■ **The task**
Scan the records for "OutputError" and copy each line that contains it.

[[ Input material open ]]

pub mod alleles;
pub mod reference;

pub use alleles::{AlleleReconciliation, VcfAlleleIndices, complement, resolve_vcf_alleles};
pub use reference::{
    EXPECTED_PANEL_SNPS, PANEL_FILE_NAME, PanelError, ReferencePanel, ReferenceSnp,
    expected_genetic_distance,
};
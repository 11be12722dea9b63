// ========================================================================================
//                                 Ancestry result file
// ========================================================================================

use log::info;
use std::fs::File;
use std::io::{self, BufWriter, Write};
use std::path::Path;
use thiserror::Error;

use crate::projector::ProjectedTriangle;
use crate::scorer::SampleResult;
use crate::shared::files::prepare_output_path;
use crate::types::{ErrorCategory, SpatialPoint};

pub const RESULT_COLUMNS: &str = "Sample\t#SNPs\tGD1 (x)\tGD2 (y)\tGD3 (z)\tGD4\tE(%)\tF(%)\tA(%)";

#[derive(Debug, Error)]
pub enum OutputError {
    #[error("failed to write ancestry results to {path}: {source}")]
    Io {
        path: String,
        #[source]
        source: io::Error,
    },
}

impl OutputError {
    pub fn category(&self) -> ErrorCategory {
        ErrorCategory::Io
    }
}

/// Writes the vertex block followed by one row per scored sample and returns the
/// number of rows. With no scored samples only the vertex block is written.
pub fn write_results<W: Write>(
    out: &mut W,
    canonical: &ProjectedTriangle,
    results: &[SampleResult],
) -> io::Result<usize> {
    writeln!(out, "# Positions of the three vertices")?;
    writeln!(out, "#")?;
    writeln!(out, "#          x       y      z")?;
    write_vertex(out, 'F', &canonical.f)?;
    write_vertex(out, 'A', &canonical.a)?;
    write_vertex(out, 'E', &canonical.e)?;
    writeln!(out, "#")?;

    let scored: Vec<_> = results
        .iter()
        .filter_map(|r| r.scores().map(|scores| (r, scores)))
        .collect();
    if scored.is_empty() {
        return Ok(0);
    }

    writeln!(out, "{RESULT_COLUMNS}")?;
    for (result, scores) in &scored {
        let pct = &scores.percentages;
        writeln!(
            out,
            "{}\t{}\t{:7.6}\t{:7.6}\t{:7.6}\t{:7.6}\t{:6.2}\t{:6.2}\t{:6.2}",
            result.name,
            result.genotyped_snps,
            scores.gd1,
            scores.gd2,
            scores.gd3,
            scores.gd4,
            pct.e,
            pct.f,
            pct.a
        )?;
    }
    Ok(scored.len())
}

fn write_vertex<W: Write>(out: &mut W, label: char, p: &SpatialPoint) -> io::Result<()> {
    writeln!(out, "# {label}: \t{:5.4}  {:5.4} {:5.4}", p.x, p.y, p.z)
}

/// Creates `path` (and its parent directories) and writes the results into it.
pub fn save_results(
    path: &Path,
    canonical: &ProjectedTriangle,
    results: &[SampleResult],
) -> Result<usize, OutputError> {
    let io_err = |source: io::Error| OutputError::Io {
        path: path.display().to_string(),
        source,
    };
    prepare_output_path(path).map_err(io_err)?;
    let mut writer = BufWriter::new(File::create(path).map_err(io_err)?);
    let rows = write_results(&mut writer, canonical, results).map_err(io_err)?;
    writer.flush().map_err(io_err)?;
    info!("Saved ancestry results of {rows} samples to {}", path.display());
    Ok(rows)
}
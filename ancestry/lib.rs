#![deny(unused_variables)]
#![deny(dead_code)]
#![deny(unused_imports)]
pub mod config;
pub mod output;
pub mod pipeline;
pub mod projector;
pub mod scorer;
#[path = "../shared/files.rs"]
pub mod shared_files;
pub mod types;
pub mod shared {
    pub use super::shared_files as files;
}

#[path = "../panel/mod.rs"]
pub mod panel;

#[path = "../genotype/mod.rs"]
pub mod genotype;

[[ Input material closed ]]

■ **Written response**
pub enum OutputError {
impl OutputError {
) -> Result<usize, OutputError> {
    let io_err = |source: io::Error| OutputError::Io {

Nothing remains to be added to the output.